Instructions to follow
Nothing in the records should differ when they are repeated. Restate them word for word.

(Collected data)
****************************************

//! Crate-wide error type.
//!
//! One enum covers every failure a control-plane operation can report;
//! the HTTP layer maps each variant onto a status code in one place.

use axum::http::StatusCode;
use axum::response::{IntoResponse, Response};
use axum::Json;
use serde_json::json;
use thiserror::Error;

use crate::config::schema::ConfigKey;
use crate::orchestrator::NodeId;

pub type Result<T> = std::result::Result<T, Error>;

#[derive(Debug, Error)]
pub enum Error {
    #[error("no document for key {0}")]
    NotFound(String),

    #[error("invalid {field}: {reason}")]
    Validation { field: String, reason: String },

    #[error("version conflict on {key}: expected {expected}, current is {actual}")]
    VersionConflict {
        key: ConfigKey,
        expected: u64,
        actual: u64,
    },

    #[error("malformed bundle: {0}")]
    MalformedBundle(String),

    #[error("invalid certificate: {0}")]
    InvalidCertificate(String),

    #[error("not configured: {0}")]
    NotConfigured(&'static str),

    #[error("failed to apply configuration to {node}: {cause}")]
    ApplyFailed { node: NodeId, cause: String },

    #[error("restart failed for {}", format_nodes(.0))]
    RestartFailed(Vec<NodeId>),

    #[error("persistence error: {0}")]
    Persistence(String),

    #[error("io error: {0}")]
    Io(#[from] std::io::Error),
}

impl Error {
    pub fn validation(field: impl Into<String>, reason: impl Into<String>) -> Self {
        Error::Validation {
            field: field.into(),
            reason: reason.into(),
        }
    }

    /// HTTP status this error maps onto.
    pub fn status_code(&self) -> StatusCode {
        match self {
            Error::NotFound(_) => StatusCode::NOT_FOUND,
            Error::Validation { .. } => StatusCode::UNPROCESSABLE_ENTITY,
            Error::VersionConflict { .. } => StatusCode::CONFLICT,
            Error::MalformedBundle(_) => StatusCode::BAD_REQUEST,
            Error::InvalidCertificate(_) => StatusCode::UNPROCESSABLE_ENTITY,
            Error::NotConfigured(_) => StatusCode::CONFLICT,
            Error::ApplyFailed { .. } | Error::RestartFailed(_) => StatusCode::BAD_GATEWAY,
            Error::Persistence(_) | Error::Io(_) => StatusCode::INTERNAL_SERVER_ERROR,
        }
    }
}

impl IntoResponse for Error {
    fn into_response(self) -> Response {
        let status = self.status_code();
        if status.is_server_error() {
            tracing::error!(error = %self, "request failed");
        } else {
            tracing::debug!(error = %self, "request rejected");
        }
        (status, Json(json!({ "error": self.to_string() }))).into_response()
    }
}

fn format_nodes(nodes: &[NodeId]) -> String {
    nodes
        .iter()
        .map(|n| n.to_string())
        .collect::<Vec<_>>()
        .join(", ")
}
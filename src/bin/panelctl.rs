use clap::{Parser, Subcommand};
use reqwest::header::{HeaderMap, HeaderValue, AUTHORIZATION};
use serde_json::Value;

#[derive(Parser)]
#[command(name = "panelctl")]
#[command(about = "Management CLI for the configuration control plane", long_about = None)]
struct Cli {
    #[arg(short, long, default_value = "http://localhost:8675")]
    url: String,

    #[arg(short, long, default_value = "CHANGE_ME_IN_PRODUCTION")]
    key: String,

    #[command(subcommand)]
    command: Commands,
}

#[derive(Subcommand)]
enum Commands {
    /// Show the state of every managed node
    Nodes,
    /// Fetch one configuration document by key
    Config { key: String },
    /// Enable or disable a node
    Toggle {
        node: String,
        #[arg(long)]
        enable: bool,
    },
    /// Restart every enabled node
    Restart,
    /// Download a bundle ("full" or a single key) to a file
    Export {
        target: String,
        #[arg(short, long, default_value = "bundle.bin")]
        out: String,
    },
}

#[tokio::main]
async fn main() -> Result<(), Box<dyn std::error::Error>> {
    let cli = Cli::parse();
    let client = reqwest::Client::new();

    let mut headers = HeaderMap::new();
    headers.insert(
        AUTHORIZATION,
        HeaderValue::from_str(&format!("Bearer {}", cli.key))?,
    );

    match cli.command {
        Commands::Nodes => {
            let res = client
                .get(format!("{}/api/nodes", cli.url))
                .headers(headers)
                .send()
                .await?;
            print_response(res).await?;
        }
        Commands::Config { key } => {
            let res = client
                .get(format!("{}/api/config/{}", cli.url, key))
                .headers(headers)
                .send()
                .await?;
            print_response(res).await?;
        }
        Commands::Toggle { node, enable } => {
            let res = client
                .post(format!("{}/api/nodes/{}/toggle", cli.url, node))
                .headers(headers)
                .json(&serde_json::json!({ "enable": enable }))
                .send()
                .await?;
            print_response(res).await?;
        }
        Commands::Restart => {
            let res = client
                .post(format!("{}/api/server/restart", cli.url))
                .headers(headers)
                .send()
                .await?;
            print_response(res).await?;
        }
        Commands::Export { target, out } => {
            let path = if target == "full" {
                format!("{}/api/export/full", cli.url)
            } else {
                format!("{}/api/export/{}", cli.url, target)
            };
            let res = client.get(path).headers(headers).send().await?;
            let status = res.status();
            if !status.is_success() {
                eprintln!("Error: API returned status {}", status);
                if let Ok(text) = res.text().await {
                    eprintln!("Response: {}", text);
                }
                return Ok(());
            }
            let bytes = res.bytes().await?;
            std::fs::write(&out, &bytes)?;
            println!("Wrote {} bytes to {}", bytes.len(), out);
        }
    }

    Ok(())
}

async fn print_response(res: reqwest::Response) -> Result<(), Box<dyn std::error::Error>> {
    let status = res.status();
    if !status.is_success() {
        eprintln!("Error: API returned status {}", status);
        if let Ok(text) = res.text().await {
            eprintln!("Response: {}", text);
        }
        return Ok(());
    }

    let json: Value = res.json().await?;
    println!("{}", serde_json::to_string_pretty(&json)?);
    Ok(())
}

****************************************

Response below
//! Crate-wide error type.
//!
//! One enum covers every failure a control-plane operation can report;
//! the HTTP layer maps each variant onto a status code in one place.

use axum::http::StatusCode;
use axum::response::{IntoResponse, Response};
use axum::Json;
use serde_json::json;
use thiserror::Error;

use crate::config::schema::ConfigKey;
use crate::orchestrator::NodeId;

pub type Result<T> = std::result::Result<T, Error>;

#[derive(Debug, Error)]
pub enum Error {
    #[error("no document for key {0}")]
    NotFound(String),

    #[error("invalid {field}: {reason}")]
    Validation { field: String, reason: String },

    #[error("version conflict on {key}: expected {expected}, current is {actual}")]
    VersionConflict {
        key: ConfigKey,
        expected: u64,
        actual: u64,
    },

    #[error("malformed bundle: {0}")]
    MalformedBundle(String),

    #[error("invalid certificate: {0}")]
    InvalidCertificate(String),

    #[error("not configured: {0}")]
    NotConfigured(&'static str),

    #[error("failed to apply configuration to {node}: {cause}")]
    ApplyFailed { node: NodeId, cause: String },

    #[error("restart failed for {}", format_nodes(.0))]
    RestartFailed(Vec<NodeId>),

    #[error("persistence error: {0}")]
    Persistence(String),

    #[error("io error: {0}")]
    Io(#[from] std::io::Error),
}

impl Error {
    pub fn validation(field: impl Into<String>, reason: impl Into<String>) -> Self {
        Error::Validation {
            field: field.into(),
            reason: reason.into(),
        }
    }

    /// HTTP status this error maps onto.
    pub fn status_code(&self) -> StatusCode {
        match self {
            Error::NotFound(_) => StatusCode::NOT_FOUND,
            Error::Validation { .. } => StatusCode::UNPROCESSABLE_ENTITY,
            Error::VersionConflict { .. } => StatusCode::CONFLICT,
            Error::MalformedBundle(_) => StatusCode::BAD_REQUEST,
            Error::InvalidCertificate(_) => StatusCode::UNPROCESSABLE_ENTITY,
            Error::NotConfigured(_) => StatusCode::CONFLICT,
            Error::ApplyFailed { .. } | Error::RestartFailed(_) => StatusCode::BAD_GATEWAY,
            Error::Persistence(_) | Error::Io(_) => StatusCode::INTERNAL_SERVER_ERROR,
        }
    }
}

impl IntoResponse for Error {
    fn into_response(self) -> Response {
        let status = self.status_code();
        if status.is_server_error() {
            tracing::error!(error = %self, "request failed");
        } else {
            tracing::debug!(error = %self, "request rejected");
        }
        (status, Json(json!({ "error": self.to_string() }))).into_response()
    }
}

fn format_nodes(nodes: &[NodeId]) -> String {
    nodes
        .iter()
        .map(|n| n.to_string())
        .collect::<Vec<_>>()
        .join(", ")
}
filename src/bin/panelctl.rs
use clap::{Parser, Subcommand};
use reqwest::header::{HeaderMap, HeaderValue, AUTHORIZATION};
use serde_json::Value;

#[derive(Parser)]
#[command(name = "panelctl")]
#[command(about = "Management CLI for the configuration control plane", long_about = None)]
struct Cli {
    #[arg(short, long, default_value = "http://localhost:8675")]
    url: String,

    #[arg(short, long, default_value = "CHANGE_ME_IN_PRODUCTION")]
    key: String,

    #[command(subcommand)]
    command: Commands,
}

#[derive(Subcommand)]
enum Commands {
    /// Show the state of every managed node
    Nodes,
    /// Fetch one configuration document by key
    Config { key: String },
    /// Enable or disable a node
    Toggle {
        node: String,
        #[arg(long)]
        enable: bool,
    },
    /// Restart every enabled node
    Restart,
    /// Download a bundle ("full" or a single key) to a file
    Export {
        target: String,
        #[arg(short, long, default_value = "bundle.bin")]
        out: String,
    },
}

#[tokio::main]
async fn main() -> Result<(), Box<dyn std::error::Error>> {
    let cli = Cli::parse();
    let client = reqwest::Client::new();

    let mut headers = HeaderMap::new();
    headers.insert(
        AUTHORIZATION,
        HeaderValue::from_str(&format!("Bearer {}", cli.key))?,
    );

    match cli.command {
        Commands::Nodes => {
            let res = client
                .get(format!("{}/api/nodes", cli.url))
                .headers(headers)
                .send()
                .await?;
            print_response(res).await?;
        }
        Commands::Config { key } => {
            let res = client
                .get(format!("{}/api/config/{}", cli.url, key))
                .headers(headers)
                .send()
                .await?;
            print_response(res).await?;
        }
        Commands::Toggle { node, enable } => {
            let res = client
                .post(format!("{}/api/nodes/{}/toggle", cli.url, node))
                .headers(headers)
                .json(&serde_json::json!({ "enable": enable }))
                .send()
                .await?;
            print_response(res).await?;
        }
        Commands::Restart => {
            let res = client
                .post(format!("{}/api/server/restart", cli.url))
                .headers(headers)
                .send()
                .await?;
            print_response(res).await?;
        }
        Commands::Export { target, out } => {
            let path = if target == "full" {
                format!("{}/api/export/full", cli.url)
            } else {
                format!("{}/api/export/{}", cli.url, target)
            };
            let res = client.get(path).headers(headers).send().await?;
            let status = res.status();
            if !status.is_success() {
                eprintln!("Error: API returned status {}", status);
                if let Ok(text) = res.text().await {
                    eprintln!("Response: {}", text);
                }
                return Ok(());
            }
            let bytes = res.bytes().await?;
            std::fs::write(&out, &bytes)?;
            println!("Wrote {} bytes to {}", bytes.len(), out);
        }
    }

    Ok(())
}

async fn print_response(res: reqwest::Response) -> Result<(), Box<dyn std::error::Error>> {
    let status = res.status();
    if !status.is_success() {
        eprintln!("Error: API returned status {}", status);
        if let Ok(text) = res.text().await {
            eprintln!("Response: {}", text);
        }
        return Ok(());
    }

    let json: Value = res.json().await?;
    println!("{}", serde_json::to_string_pretty(&json)?);
    Ok(())
}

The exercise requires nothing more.